Hi all,
The review for SE-0415: Function Body Macros ran from December 6rd to December 20th. The Language Steering Group has decided to return the proposal for revision.
Feedback on this proposal mostly centered around concerns that the two forms of macros specifically proposed would not be sufficient to express the kinds of transformations that users want to perform on their code.
Limitations of preamble and body macros
One of the most commonly cited use cases for function body macros was to wrap an existing function body in some other context; for example, to perform tracing or logging. While the proposed design for preamble macros makes it possible to inject both prologue and epilogue code using defer
, the inability to examine a thrown error or the function's return value were cited as difficult limitations.
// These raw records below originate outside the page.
//! Audit logger for append-only audit log
//!
//! Provides the AuditLogger struct that writes audit entries to a log file.
//! Each entry is written as a single JSON line and flushed immediately.

use std::fs::{File, OpenOptions};
use std::io::{BufRead, BufReader, Write};
use std::path::PathBuf;

use crate::error::{ExpenseError, ExpenseResult};

use super::entry::AuditEntry;

/// Handles writing audit entries to the audit log file
///
/// The log file uses a line-delimited JSON format (JSONL) where each line
/// is a complete JSON object representing one audit entry.
pub struct AuditLogger {
    /// Path to the audit log file
    log_path: PathBuf,
}

impl AuditLogger {
    /// Create a new AuditLogger that writes to the specified path
    pub fn new(log_path: PathBuf) -> Self {
        Self { log_path }
    }

    /// Log an audit entry
    ///
    /// Appends the entry as a JSON line to the audit log file.
    /// Each write is flushed immediately to ensure durability.
    pub fn log(&self, entry: &AuditEntry) -> ExpenseResult<()> {
        let mut file = OpenOptions::new()
            .create(true)
            .append(true)
            .open(&self.log_path)
            .map_err(|e| ExpenseError::Io(format!("Failed to open audit log: {}", e)))?;

        let json = serde_json::to_string(entry)
            .map_err(|e| ExpenseError::Json(format!("Failed to serialize audit entry: {}", e)))?;

        writeln!(file, "{}", json)
            .map_err(|e| ExpenseError::Io(format!("Failed to write audit entry: {}", e)))?;

        file.flush()
            .map_err(|e| ExpenseError::Io(format!("Failed to flush audit log: {}", e)))?;

        Ok(())
    }

    /// Log multiple audit entries atomically
    ///
    /// Writes all entries and flushes once at the end.
    pub fn log_batch(&self, entries: &[AuditEntry]) -> ExpenseResult<()> {
        if entries.is_empty() {
            return Ok(());
        }

        let mut file = OpenOptions::new()
            .create(true)
            .append(true)
            .open(&self.log_path)
            .map_err(|e| ExpenseError::Io(format!("Failed to open audit log: {}", e)))?;

        for entry in entries {
            let json = serde_json::to_string(entry)
                .map_err(|e| ExpenseError::Json(format!("Failed to serialize audit entry: {}", e)))?;

            writeln!(file, "{}", json)
                .map_err(|e| ExpenseError::Io(format!("Failed to write audit entry: {}", e)))?;
        }

        file.flush()
            .map_err(|e| ExpenseError::Io(format!("Failed to flush audit log: {}", e)))?;

        Ok(())
    }

    /// Read all audit entries from the log file
    ///
    /// Returns entries in chronological order (oldest first).
    pub fn read_all(&self) -> ExpenseResult<Vec<AuditEntry>> {
        if !self.log_path.exists() {
            return Ok(Vec::new());
        }

        let file = File::open(&self.log_path)
            .map_err(|e| ExpenseError::Io(format!("Failed to open audit log: {}", e)))?;

        let reader = BufReader::new(file);
        let mut entries = Vec::new();

        for (line_num, line) in reader.lines().enumerate() {
            let line = line.map_err(|e| {
                ExpenseError::Io(format!("Failed to read audit log line {}: {}", line_num + 1, e))
            })?;

            // Skip empty lines
            if line.trim().is_empty() {
                continue;
            }

            let entry: AuditEntry = serde_json::from_str(&line).map_err(|e| {
                ExpenseError::Json(format!(
                    "Failed to parse audit entry at line {}: {}",
                    line_num + 1,
                    e
                ))
            })?;

            entries.push(entry);
        }

        Ok(entries)
    }

    /// Read the most recent N entries from the log
    pub fn read_recent(&self, count: usize) -> ExpenseResult<Vec<AuditEntry>> {
        let all_entries = self.read_all()?;
        let start = all_entries.len().saturating_sub(count);
        Ok(all_entries[start..].to_vec())
    }

    /// Get the number of entries in the audit log
    pub fn entry_count(&self) -> ExpenseResult<usize> {
        if !self.log_path.exists() {
            return Ok(0);
        }

        let file = File::open(&self.log_path)
            .map_err(|e| ExpenseError::Io(format!("Failed to open audit log: {}", e)))?;

        let reader = BufReader::new(file);
        let count = reader.lines().filter(|l| l.is_ok()).count();

        Ok(count)
    }

    /// Check if the audit log file exists
    pub fn exists(&self) -> bool {
        self.log_path.exists()
    }

    /// Get the path to the audit log file
    pub fn path(&self) -> &PathBuf {
        &self.log_path
    }
}

#[cfg(test)]
mod tests {
    use super::*;
    use crate::audit::entry::{EntityType, Operation};
    use serde_json::json;
    use tempfile::TempDir;

    fn create_test_logger() -> (AuditLogger, TempDir) {
        let temp_dir = TempDir::new().unwrap();
        let log_path = temp_dir.path().join("audit.log");
        let logger = AuditLogger::new(log_path);
        (logger, temp_dir)
    }

    fn create_test_entry() -> AuditEntry {
        AuditEntry::create(
            EntityType::Account,
            "acc-12345678",
            Some("Test Account".to_string()),
            &json!({"name": "Test Account", "balance": 1000}),
        )
    }

    #[test]
    fn test_log_and_read() {
        let (logger, _temp) = create_test_logger();
        let entry = create_test_entry();

        // Log the entry
        logger.log(&entry).unwrap();

        // Read it back
        let entries = logger.read_all().unwrap();
        assert_eq!(entries.len(), 1);
        assert_eq!(entries[0].operation, Operation::Create);
        assert_eq!(entries[0].entity_type, EntityType::Account);
    }

    #[test]
    fn test_multiple_entries() {
        let (logger, _temp) = create_test_logger();

        // Log multiple entries
        for i in 0..5 {
            let entry = AuditEntry::create(
                EntityType::Account,
                format!("acc-{}", i),
                Some(format!("Account {}", i)),
                &json!({"name": format!("Account {}", i)}),
            );
            logger.log(&entry).unwrap();
        }

        // Verify count
        assert_eq!(logger.entry_count().unwrap(), 5);

        // Verify all entries readable
        let entries = logger.read_all().unwrap();
        assert_eq!(entries.len(), 5);
    }

    #[test]
    fn test_log_batch() {
        let (logger, _temp) = create_test_logger();

        let entries: Vec<AuditEntry> = (0..3)
            .map(|i| {
                AuditEntry::create(
                    EntityType::Account,
                    format!("acc-{}", i),
                    None,
                    &json!({"id": i}),
                )
            })
            .collect();

        logger.log_batch(&entries).unwrap();

        let read_entries = logger.read_all().unwrap();
        assert_eq!(read_entries.len(), 3);
    }

    #[test]
    fn test_read_recent() {
        let (logger, _temp) = create_test_logger();

        // Log 10 entries
        for i in 0..10 {
            let entry = AuditEntry::create(
                EntityType::Account,
                format!("acc-{}", i),
                None,
                &json!({"index": i}),
            );
            logger.log(&entry).unwrap();
        }

        // Read last 3
        let recent = logger.read_recent(3).unwrap();
        assert_eq!(recent.len(), 3);
        assert_eq!(recent[0].entity_id, "acc-7");
        assert_eq!(recent[1].entity_id, "acc-8");
        assert_eq!(recent[2].entity_id, "acc-9");
    }

    #[test]
    fn test_empty_log() {
        let (logger, _temp) = create_test_logger();

        assert!(!logger.exists());
        assert_eq!(logger.entry_count().unwrap(), 0);
        assert!(logger.read_all().unwrap().is_empty());
    }

    #[test]
    fn test_update_entry_logged() {
        let (logger, _temp) = create_test_logger();

        let before = json!({"name": "Old Name", "balance": 100});
        let after = json!({"name": "New Name", "balance": 100});

        let entry = AuditEntry::update(
            EntityType::Account,
            "acc-12345678",
            Some("Account".to_string()),
            &before,
            &after,
            Some("name: \"Old Name\" -> \"New Name\"".to_string()),
        );

        logger.log(&entry).unwrap();

        let entries = logger.read_all().unwrap();
        assert_eq!(entries.len(), 1);
        assert_eq!(entries[0].operation, Operation::Update);
        assert!(entries[0].before.is_some());
        assert!(entries[0].after.is_some());
    }

    #[test]
    fn test_delete_entry_logged() {
        let (logger, _temp) = create_test_logger();

        let entity = json!({"name": "Deleted Account"});
        let entry = AuditEntry::delete(
            EntityType::Account,
            "acc-12345678",
            Some("Deleted Account".to_string()),
            &entity,
        );

        logger.log(&entry).unwrap();

        let entries = logger.read_all().unwrap();
        assert_eq!(entries.len(), 1);
        assert_eq!(entries[0].operation, Operation::Delete);
        assert!(entries[0].before.is_some());
        assert!(entries[0].after.is_none());
    }

    #[test]
    fn test_survives_crash_simulation() {
        let (logger, temp) = create_test_logger();

        // Log entry
        let entry = create_test_entry();
        logger.log(&entry).unwrap();

        // Create a new logger pointing to the same file (simulating restart)
        let logger2 = AuditLogger::new(temp.path().join("audit.log"));

        // Should still be readable
        let entries = logger2.read_all().unwrap();
        assert_eq!(entries.len(), 1);
    }
}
As a concrete example, using preamble macros to implement task-local bindings would require the introduction of unsafe APIs in their public interface; the Language Steering Group would prefer if libraries did not have to introduce such unsafe constructs simply to work within macro limitations.
While body macros do not have the limitations mentioned above, the restriction that only one can be applied to a function was seen by many reviewers as diminishing their usefulness, especially in the face of the limitations of preamble macros.
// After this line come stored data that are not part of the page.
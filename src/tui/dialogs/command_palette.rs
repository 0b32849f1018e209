//! Command palette dialog
//!
//! Provides fuzzy search for commands

use ratatui::{
    layout::Rect,
    style::{Color, Modifier, Style},
    text::{Line, Span},
    widgets::{Block, Borders, Clear, List, ListItem, ListState, Paragraph},
    Frame,
};

use crate::tui::app::App;
use crate::tui::commands::COMMANDS;
use crate::tui::layout::centered_rect_fixed;

/// Render the command palette
pub fn render(frame: &mut Frame, app: &mut App) {
    let width = 60;
    let height = 20;
    let area = centered_rect_fixed(width, height, frame.area());

    // Clear the background
    frame.render_widget(Clear, area);

    let block = Block::default()
        .title(" Command Palette ")
        .title_style(
            Style::default()
                .fg(Color::Cyan)
                .add_modifier(Modifier::BOLD),
        )
        .borders(Borders::ALL)
        .border_style(Style::default().fg(Color::Cyan));

    frame.render_widget(block, area);

    // Input area
    let input_area = Rect {
        x: area.x + 1,
        y: area.y + 1,
        width: area.width - 2,
        height: 1,
    };

    let input_line = Line::from(vec![
        Span::styled("> ", Style::default().fg(Color::Cyan)),
        Span::styled(app.command_input.clone(), Style::default().fg(Color::White)),
        Span::styled("_", Style::default().fg(Color::Cyan)), // Cursor
    ]);

    frame.render_widget(Paragraph::new(input_line), input_area);

    // Results area
    let results_area = Rect {
        x: area.x + 1,
        y: area.y + 3,
        width: area.width - 2,
        height: area.height - 4,
    };

    // Filter commands based on input
    let filtered_commands: Vec<(usize, &crate::tui::commands::Command)> = COMMANDS
        .iter()
        .enumerate()
        .filter(|(_, cmd)| {
            if app.command_input.is_empty() {
                true
            } else {
                let query = app.command_input.to_lowercase();
                cmd.name.to_lowercase().contains(&query)
                    || cmd.description.to_lowercase().contains(&query)
            }
        })
        .collect();

    if filtered_commands.is_empty() {
        let text =
            Paragraph::new("No matching commands").style(Style::default().fg(Color::Yellow));
        frame.render_widget(text, results_area);
        return;
    }

    // Build list items
    let items: Vec<ListItem> = filtered_commands
        .iter()
        .map(|(_, cmd)| {
            let line = Line::from(vec![
                Span::styled(
                    format!("{:<20}", cmd.name),
                    Style::default().fg(Color::Cyan),
                ),
                Span::raw(" "),
                Span::styled(cmd.description, Style::default().fg(Color::Yellow)),
            ]);
            ListItem::new(line)
        })
        .collect();

    let list = List::new(items)
        .highlight_style(
            Style::default()
                .bg(Color::DarkGray)
                .add_modifier(Modifier::BOLD),
        )
        .highlight_symbol("▶ ");

    let mut state = ListState::default();
    let selected = app
        .selected_command_index
        .min(filtered_commands.len().saturating_sub(1));
    state.select(Some(selected));

    frame.render_stateful_widget(list, results_area, &mut state);
}
//! Account CLI commands
//!
//! Implements CLI commands for account management.

use clap::Subcommand;

use crate::display::account::{format_account_details, format_account_list};
use crate::error::EnvelopeResult;
use crate::models::{AccountType, Money};
use crate::services::AccountService;
use crate::storage::Storage;

/// Account subcommands
#[derive(Subcommand)]
pub enum AccountCommands {
    /// Create a new account
    Create {
        /// Account name
        name: String,
        /// Account type (checking, savings, credit, cash, investment)
        #[arg(short = 't', long, default_value = "checking")]
        account_type: String,
        /// Starting balance (e.g., "1000.00" or "1000")
        #[arg(short, long, default_value = "0")]
        balance: String,
        /// Mark as off-budget
        #[arg(long)]
        off_budget: bool,
    },
    /// List all accounts
    List {
        /// Show archived accounts
        #[arg(short, long)]
        all: bool,
    },
    /// Show account details
    Show {
        /// Account name or ID
        account: String,
    },
    /// Edit an account
    Edit {
        /// Account name or ID
        account: String,
        /// New name
        #[arg(short, long)]
        name: Option<String>,
    },
    /// Archive an account
    Archive {
        /// Account name or ID
        account: String,
    },
    /// Unarchive an account
    Unarchive {
        /// Account name or ID
        account: String,
    },
}

/// Handle an account command
pub fn handle_account_command(storage: &Storage, cmd: AccountCommands) -> EnvelopeResult<()> {
    let service = AccountService::new(storage);

    match cmd {
        AccountCommands::Create {
            name,
            account_type,
            balance,
            off_budget,
        } => {
            let account_type = AccountType::parse(&account_type).ok_or_else(|| {
                crate::error::EnvelopeError::Validation(format!(
                    "Invalid account type: '{}'. Valid types: checking, savings, credit, cash, investment, line_of_credit, other",
                    account_type
                ))
            })?;

            let mut starting_balance = Money::parse(&balance).map_err(|e| {
                crate::error::EnvelopeError::Validation(format!(
                    "Invalid balance format: '{}'. Use format like '1000.00' or '1000'. Error: {}",
                    balance, e
                ))
            })?;

            // For liability accounts (credit cards, lines of credit), balances represent
            // debt owed and should be stored as negative values. Users naturally enter
            // positive numbers when specifying debt, so we negate them.
            if account_type.is_liability() && starting_balance.cents() > 0 {
                starting_balance = Money::from_cents(-starting_balance.cents());
            }

            let account = service.create(&name, account_type, starting_balance, !off_budget)?;

            println!("Created account: {}", account.name);
            println!("  Type: {}", account.account_type);
            println!("  Starting Balance: {}", account.starting_balance);
            println!(
                "  On Budget: {}",
                if account.on_budget { "Yes" } else { "No" }
            );
            println!("  ID: {}", account.id);
        }

        AccountCommands::List { all } => {
            let summaries = service.list_with_balances(all)?;
            print!("{}", format_account_list(&summaries));
        }

        AccountCommands::Show { account } => {
            let found = service
                .find(&account)?
                .ok_or_else(|| crate::error::EnvelopeError::account_not_found(&account))?;

            let summary = service.get_summary(&found)?;
            print!("{}", format_account_details(&summary));
        }

        AccountCommands::Edit { account, name } => {
            let found = service
                .find(&account)?
                .ok_or_else(|| crate::error::EnvelopeError::account_not_found(&account))?;

            if name.is_none() {
                println!("No changes specified. Use --name to change the account name.");
                return Ok(());
            }

            let updated = service.update(found.id, name.as_deref())?;
            println!("Updated account: {}", updated.name);
        }

        AccountCommands::Archive { account } => {
            let found = service
                .find(&account)?
                .ok_or_else(|| crate::error::EnvelopeError::account_not_found(&account))?;

            let archived = service.archive(found.id)?;
            println!("Archived account: {}", archived.name);
        }

        AccountCommands::Unarchive { account } => {
            let found = service
                .find(&account)?
                .ok_or_else(|| crate::error::EnvelopeError::account_not_found(&account))?;

            let unarchived = service.unarchive(found.id)?;
            println!("Unarchived account: {}", unarchived.name);
        }
    }

    Ok(())
}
Therefore, the Language Steering Group is requesting that the solution space for something more akin to a "wrapper" macro be explored further to address the issues above.
Lack of closure support
Some other reviewers expressed concerns that the lack of support for function body macros to be applied to closures would be confusing. While the Language Steering Group does agree that it would be useful to have this capability, applying function body macros to closures presents a number of unique challenges that do not apply to regular function declarations. For this reason, we are comfortable slicing closures off as a future direction for their own proposal.
Once the revisions above have been made, the Language Steering Group will schedule another review of the revised proposal.
Thank you for participating in Swift Evolution!